Work instructions |
Copy each line from the entries that the word "crate" appears in.

Excerpted data |
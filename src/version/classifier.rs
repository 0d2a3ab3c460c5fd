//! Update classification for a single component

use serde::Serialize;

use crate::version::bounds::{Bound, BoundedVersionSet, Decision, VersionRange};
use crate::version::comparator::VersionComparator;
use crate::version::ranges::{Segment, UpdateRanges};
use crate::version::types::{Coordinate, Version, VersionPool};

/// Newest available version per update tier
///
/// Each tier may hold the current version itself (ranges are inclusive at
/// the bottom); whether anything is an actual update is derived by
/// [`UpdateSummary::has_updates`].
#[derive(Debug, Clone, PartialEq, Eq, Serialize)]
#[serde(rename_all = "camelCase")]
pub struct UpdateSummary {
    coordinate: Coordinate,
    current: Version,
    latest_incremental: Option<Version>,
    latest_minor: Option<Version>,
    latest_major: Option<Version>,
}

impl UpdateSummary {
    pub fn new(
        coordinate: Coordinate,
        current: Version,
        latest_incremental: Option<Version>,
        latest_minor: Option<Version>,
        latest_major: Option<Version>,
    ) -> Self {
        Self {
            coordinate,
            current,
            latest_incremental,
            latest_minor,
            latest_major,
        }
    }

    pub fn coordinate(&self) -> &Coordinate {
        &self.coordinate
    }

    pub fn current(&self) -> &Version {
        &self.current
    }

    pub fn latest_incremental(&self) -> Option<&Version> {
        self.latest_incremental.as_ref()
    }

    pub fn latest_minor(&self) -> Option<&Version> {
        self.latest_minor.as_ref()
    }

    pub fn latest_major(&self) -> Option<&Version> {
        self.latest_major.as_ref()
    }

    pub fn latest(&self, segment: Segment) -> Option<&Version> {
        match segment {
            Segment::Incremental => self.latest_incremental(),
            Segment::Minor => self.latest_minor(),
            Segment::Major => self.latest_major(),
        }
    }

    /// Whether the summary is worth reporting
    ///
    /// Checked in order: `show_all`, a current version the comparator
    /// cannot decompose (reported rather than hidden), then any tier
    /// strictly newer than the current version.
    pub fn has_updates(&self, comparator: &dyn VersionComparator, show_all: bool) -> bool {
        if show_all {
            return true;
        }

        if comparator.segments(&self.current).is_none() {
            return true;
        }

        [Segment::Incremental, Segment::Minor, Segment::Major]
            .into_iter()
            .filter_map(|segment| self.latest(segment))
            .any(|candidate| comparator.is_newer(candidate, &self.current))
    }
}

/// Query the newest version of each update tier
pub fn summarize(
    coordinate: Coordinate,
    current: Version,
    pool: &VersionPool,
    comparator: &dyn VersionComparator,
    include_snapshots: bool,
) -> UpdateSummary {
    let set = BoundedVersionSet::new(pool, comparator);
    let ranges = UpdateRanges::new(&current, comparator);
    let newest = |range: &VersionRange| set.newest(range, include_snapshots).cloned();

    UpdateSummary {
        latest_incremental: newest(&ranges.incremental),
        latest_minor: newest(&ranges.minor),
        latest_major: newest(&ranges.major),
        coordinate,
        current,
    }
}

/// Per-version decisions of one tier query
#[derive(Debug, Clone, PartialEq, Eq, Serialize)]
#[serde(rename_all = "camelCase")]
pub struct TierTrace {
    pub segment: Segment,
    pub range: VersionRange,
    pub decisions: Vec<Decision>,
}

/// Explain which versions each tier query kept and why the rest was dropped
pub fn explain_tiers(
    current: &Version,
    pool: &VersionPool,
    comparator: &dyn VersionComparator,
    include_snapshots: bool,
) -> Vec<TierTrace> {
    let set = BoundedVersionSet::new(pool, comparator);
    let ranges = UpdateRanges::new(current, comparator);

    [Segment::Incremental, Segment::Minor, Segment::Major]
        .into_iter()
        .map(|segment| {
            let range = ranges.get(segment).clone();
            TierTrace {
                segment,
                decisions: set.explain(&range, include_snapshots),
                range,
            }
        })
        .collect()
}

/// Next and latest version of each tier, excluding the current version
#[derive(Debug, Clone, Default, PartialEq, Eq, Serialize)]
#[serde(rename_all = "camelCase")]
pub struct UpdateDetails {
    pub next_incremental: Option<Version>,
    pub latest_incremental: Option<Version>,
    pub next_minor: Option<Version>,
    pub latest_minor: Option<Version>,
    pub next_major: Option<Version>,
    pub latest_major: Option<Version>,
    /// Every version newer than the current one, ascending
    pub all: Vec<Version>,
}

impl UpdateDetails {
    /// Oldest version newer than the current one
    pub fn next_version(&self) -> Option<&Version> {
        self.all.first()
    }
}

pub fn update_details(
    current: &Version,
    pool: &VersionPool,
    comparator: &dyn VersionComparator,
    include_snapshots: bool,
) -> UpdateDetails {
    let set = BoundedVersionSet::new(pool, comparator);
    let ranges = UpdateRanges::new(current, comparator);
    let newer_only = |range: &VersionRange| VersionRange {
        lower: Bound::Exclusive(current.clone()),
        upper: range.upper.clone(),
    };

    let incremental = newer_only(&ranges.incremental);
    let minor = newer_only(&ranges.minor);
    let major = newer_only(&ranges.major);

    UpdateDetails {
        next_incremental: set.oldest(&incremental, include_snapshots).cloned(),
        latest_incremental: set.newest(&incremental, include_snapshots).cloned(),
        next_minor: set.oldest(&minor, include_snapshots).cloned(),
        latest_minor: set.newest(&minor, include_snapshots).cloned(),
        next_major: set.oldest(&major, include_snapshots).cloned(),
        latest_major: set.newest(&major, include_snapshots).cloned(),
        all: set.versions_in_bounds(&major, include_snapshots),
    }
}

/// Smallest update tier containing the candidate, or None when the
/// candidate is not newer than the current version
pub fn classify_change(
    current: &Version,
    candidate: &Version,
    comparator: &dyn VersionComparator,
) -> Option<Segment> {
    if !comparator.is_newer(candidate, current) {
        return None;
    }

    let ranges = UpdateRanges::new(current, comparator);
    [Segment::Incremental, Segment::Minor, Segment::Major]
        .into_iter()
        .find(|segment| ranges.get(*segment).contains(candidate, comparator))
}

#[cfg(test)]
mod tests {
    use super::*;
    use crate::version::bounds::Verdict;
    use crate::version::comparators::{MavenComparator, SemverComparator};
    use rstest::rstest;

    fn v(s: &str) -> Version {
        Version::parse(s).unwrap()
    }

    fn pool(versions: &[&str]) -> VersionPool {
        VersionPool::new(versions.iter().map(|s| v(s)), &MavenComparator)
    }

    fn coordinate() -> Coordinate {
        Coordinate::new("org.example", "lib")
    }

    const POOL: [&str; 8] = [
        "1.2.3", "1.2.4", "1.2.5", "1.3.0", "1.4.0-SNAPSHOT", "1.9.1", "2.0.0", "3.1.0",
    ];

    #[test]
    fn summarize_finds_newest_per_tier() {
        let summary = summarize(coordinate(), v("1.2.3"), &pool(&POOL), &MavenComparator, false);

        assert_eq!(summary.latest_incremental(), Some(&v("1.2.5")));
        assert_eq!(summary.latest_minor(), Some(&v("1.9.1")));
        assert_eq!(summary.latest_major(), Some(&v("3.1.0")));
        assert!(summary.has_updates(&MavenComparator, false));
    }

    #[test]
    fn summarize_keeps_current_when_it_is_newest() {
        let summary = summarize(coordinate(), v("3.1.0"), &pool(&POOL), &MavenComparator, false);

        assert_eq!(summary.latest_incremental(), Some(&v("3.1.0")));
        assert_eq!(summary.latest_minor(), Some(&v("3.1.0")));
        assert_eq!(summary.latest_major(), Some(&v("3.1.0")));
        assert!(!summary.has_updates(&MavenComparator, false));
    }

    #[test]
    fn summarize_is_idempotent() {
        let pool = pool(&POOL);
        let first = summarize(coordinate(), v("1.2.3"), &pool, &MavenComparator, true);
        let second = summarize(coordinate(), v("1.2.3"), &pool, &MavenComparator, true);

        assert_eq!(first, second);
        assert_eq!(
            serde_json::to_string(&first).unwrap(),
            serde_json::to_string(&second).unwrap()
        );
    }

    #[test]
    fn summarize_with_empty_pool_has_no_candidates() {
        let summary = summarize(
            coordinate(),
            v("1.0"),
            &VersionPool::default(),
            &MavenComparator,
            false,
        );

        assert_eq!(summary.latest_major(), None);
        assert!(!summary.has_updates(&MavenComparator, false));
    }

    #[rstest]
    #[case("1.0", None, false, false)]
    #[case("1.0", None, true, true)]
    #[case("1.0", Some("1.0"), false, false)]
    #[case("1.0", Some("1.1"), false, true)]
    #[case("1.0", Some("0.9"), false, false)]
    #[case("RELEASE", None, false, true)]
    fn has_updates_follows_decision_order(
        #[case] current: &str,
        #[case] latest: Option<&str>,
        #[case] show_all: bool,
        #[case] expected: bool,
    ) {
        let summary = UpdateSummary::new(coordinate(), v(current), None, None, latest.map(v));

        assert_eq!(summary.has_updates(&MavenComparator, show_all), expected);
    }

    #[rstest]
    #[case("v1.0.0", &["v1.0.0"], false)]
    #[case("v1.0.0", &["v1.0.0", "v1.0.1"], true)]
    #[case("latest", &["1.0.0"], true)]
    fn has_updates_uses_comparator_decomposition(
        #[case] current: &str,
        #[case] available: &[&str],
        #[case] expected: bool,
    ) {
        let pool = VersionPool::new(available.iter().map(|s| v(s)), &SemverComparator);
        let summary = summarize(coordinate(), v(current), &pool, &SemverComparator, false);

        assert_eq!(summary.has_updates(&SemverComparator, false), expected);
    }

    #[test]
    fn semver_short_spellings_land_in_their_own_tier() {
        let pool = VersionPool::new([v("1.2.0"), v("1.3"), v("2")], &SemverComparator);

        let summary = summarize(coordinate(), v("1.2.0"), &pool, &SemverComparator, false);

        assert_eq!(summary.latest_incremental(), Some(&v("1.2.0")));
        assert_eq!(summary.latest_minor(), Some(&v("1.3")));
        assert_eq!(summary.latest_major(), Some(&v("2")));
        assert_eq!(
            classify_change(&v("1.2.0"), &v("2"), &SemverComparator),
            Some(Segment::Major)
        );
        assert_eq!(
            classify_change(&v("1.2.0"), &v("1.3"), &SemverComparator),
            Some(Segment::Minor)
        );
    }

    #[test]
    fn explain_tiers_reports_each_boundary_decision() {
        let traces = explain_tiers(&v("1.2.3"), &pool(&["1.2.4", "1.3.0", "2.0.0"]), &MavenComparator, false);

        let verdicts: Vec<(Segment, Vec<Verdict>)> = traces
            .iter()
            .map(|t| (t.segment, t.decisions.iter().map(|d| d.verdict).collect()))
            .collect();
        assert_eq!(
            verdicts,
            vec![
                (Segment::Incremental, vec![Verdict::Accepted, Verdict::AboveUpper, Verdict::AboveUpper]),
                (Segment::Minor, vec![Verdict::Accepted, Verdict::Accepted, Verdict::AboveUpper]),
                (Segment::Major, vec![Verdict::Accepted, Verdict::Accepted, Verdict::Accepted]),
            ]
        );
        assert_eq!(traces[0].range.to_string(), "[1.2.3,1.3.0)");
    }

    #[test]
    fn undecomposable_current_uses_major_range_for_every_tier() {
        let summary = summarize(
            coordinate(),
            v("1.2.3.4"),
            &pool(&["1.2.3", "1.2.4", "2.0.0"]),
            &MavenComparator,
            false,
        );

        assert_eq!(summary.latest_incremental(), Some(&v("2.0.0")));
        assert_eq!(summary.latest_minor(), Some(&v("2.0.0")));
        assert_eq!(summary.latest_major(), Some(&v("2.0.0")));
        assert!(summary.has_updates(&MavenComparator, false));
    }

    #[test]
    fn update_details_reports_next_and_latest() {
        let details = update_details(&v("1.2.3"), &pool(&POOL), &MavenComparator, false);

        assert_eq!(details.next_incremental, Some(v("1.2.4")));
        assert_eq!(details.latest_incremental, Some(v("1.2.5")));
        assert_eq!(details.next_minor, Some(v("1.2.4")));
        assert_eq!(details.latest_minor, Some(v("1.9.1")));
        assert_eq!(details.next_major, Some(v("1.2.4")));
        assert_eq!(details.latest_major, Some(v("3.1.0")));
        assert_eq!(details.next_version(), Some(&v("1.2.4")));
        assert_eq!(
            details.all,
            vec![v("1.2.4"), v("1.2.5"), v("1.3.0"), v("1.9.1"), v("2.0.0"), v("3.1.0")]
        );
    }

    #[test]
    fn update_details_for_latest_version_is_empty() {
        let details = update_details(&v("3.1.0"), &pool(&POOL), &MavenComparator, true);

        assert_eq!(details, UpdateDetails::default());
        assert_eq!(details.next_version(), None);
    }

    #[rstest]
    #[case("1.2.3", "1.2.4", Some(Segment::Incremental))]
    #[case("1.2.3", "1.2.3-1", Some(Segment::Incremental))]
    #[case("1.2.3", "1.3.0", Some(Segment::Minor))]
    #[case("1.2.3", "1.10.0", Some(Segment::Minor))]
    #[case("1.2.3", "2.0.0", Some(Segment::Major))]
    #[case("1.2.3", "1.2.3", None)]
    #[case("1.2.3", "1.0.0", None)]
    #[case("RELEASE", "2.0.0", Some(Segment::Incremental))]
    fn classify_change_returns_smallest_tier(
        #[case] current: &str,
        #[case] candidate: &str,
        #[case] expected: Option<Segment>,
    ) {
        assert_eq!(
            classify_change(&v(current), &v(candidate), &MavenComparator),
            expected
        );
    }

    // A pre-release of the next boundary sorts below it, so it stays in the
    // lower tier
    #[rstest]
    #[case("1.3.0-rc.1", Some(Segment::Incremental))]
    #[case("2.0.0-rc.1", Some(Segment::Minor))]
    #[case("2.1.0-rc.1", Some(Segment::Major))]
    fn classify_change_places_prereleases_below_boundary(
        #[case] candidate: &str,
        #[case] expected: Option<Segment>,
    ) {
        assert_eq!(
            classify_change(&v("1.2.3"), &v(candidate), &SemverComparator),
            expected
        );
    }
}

---

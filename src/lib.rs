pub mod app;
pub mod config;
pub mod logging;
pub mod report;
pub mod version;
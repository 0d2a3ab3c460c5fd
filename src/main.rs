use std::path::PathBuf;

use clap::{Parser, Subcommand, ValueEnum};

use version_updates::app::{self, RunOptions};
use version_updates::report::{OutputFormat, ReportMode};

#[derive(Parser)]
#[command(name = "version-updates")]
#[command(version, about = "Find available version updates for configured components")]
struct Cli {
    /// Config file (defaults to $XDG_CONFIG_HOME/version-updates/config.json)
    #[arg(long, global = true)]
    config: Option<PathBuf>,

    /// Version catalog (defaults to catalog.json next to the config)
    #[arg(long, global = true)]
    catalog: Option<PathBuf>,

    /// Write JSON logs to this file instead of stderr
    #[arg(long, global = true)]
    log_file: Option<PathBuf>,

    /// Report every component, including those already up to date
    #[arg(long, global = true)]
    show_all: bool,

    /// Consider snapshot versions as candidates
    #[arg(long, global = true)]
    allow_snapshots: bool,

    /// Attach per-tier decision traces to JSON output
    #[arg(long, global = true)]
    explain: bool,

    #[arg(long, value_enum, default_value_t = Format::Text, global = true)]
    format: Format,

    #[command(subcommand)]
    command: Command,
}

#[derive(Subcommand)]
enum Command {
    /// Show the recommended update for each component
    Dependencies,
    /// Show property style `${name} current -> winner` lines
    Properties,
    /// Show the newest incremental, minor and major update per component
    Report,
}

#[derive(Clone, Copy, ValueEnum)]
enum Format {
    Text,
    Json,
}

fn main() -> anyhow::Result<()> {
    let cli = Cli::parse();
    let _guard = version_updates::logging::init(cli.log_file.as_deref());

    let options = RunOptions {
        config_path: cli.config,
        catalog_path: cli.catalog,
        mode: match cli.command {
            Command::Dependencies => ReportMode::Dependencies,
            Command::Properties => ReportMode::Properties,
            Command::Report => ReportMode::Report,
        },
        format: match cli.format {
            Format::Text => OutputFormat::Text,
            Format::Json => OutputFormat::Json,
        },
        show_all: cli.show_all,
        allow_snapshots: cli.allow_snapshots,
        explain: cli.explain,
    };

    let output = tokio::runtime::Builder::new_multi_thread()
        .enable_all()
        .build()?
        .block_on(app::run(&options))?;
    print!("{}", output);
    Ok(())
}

---

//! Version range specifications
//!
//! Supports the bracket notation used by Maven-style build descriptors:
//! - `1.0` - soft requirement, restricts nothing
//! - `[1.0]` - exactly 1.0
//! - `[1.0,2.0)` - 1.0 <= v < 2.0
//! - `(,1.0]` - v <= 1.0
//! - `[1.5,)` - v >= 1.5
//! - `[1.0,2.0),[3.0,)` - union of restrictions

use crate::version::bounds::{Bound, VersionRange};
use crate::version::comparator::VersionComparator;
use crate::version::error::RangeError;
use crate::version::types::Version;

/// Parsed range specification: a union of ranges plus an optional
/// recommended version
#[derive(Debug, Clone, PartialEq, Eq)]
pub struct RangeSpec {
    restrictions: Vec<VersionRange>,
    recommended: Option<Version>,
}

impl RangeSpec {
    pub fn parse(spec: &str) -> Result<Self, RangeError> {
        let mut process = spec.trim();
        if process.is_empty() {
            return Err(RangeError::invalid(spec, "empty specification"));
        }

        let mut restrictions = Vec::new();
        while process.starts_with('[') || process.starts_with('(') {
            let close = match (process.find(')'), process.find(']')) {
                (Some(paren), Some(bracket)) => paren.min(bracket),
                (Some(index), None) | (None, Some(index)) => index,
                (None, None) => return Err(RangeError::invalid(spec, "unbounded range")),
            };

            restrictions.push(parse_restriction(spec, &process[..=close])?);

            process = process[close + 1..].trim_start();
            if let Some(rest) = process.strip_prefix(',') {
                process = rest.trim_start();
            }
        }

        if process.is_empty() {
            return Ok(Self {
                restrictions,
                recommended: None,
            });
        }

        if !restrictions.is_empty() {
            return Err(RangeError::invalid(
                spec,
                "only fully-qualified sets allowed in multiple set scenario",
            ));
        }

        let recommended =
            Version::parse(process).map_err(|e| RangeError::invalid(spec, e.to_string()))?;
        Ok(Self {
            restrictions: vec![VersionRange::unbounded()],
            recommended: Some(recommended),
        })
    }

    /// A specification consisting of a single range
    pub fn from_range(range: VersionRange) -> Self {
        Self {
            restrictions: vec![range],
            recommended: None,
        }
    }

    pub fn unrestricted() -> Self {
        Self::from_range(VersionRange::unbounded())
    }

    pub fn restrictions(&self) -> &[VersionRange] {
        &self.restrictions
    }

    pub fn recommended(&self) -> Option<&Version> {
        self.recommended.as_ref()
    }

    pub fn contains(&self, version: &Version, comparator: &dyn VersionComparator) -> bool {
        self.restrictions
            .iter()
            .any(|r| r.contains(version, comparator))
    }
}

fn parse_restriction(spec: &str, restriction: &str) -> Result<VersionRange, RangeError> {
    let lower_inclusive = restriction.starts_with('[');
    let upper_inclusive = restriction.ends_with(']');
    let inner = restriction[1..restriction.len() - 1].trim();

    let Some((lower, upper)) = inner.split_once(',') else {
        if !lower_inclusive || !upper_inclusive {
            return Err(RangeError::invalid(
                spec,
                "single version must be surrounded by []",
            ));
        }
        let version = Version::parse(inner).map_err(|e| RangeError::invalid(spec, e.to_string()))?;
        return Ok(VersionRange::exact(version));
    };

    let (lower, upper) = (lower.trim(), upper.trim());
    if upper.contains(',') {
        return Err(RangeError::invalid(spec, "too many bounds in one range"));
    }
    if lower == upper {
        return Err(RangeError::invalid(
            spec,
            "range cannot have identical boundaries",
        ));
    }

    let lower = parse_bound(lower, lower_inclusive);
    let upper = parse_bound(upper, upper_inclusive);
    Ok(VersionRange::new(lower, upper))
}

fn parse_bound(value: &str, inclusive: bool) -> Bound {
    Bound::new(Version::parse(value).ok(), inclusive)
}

Solution below |
use crate::version::bounds::{Bound, BoundedVersionSet, Decision, VersionRange};
use crate::version::comparator::VersionComparator;
use crate::version::ranges::{Segment, UpdateRanges};
use crate::version::types::{Coordinate, Version, VersionPool};
    use crate::version::bounds::Verdict;
    use crate::version::comparators::{MavenComparator, SemverComparator};
use crate::version::bounds::{Bound, VersionRange};
use crate::version::comparator::VersionComparator;
use crate::version::error::RangeError;
use crate::version::types::Version;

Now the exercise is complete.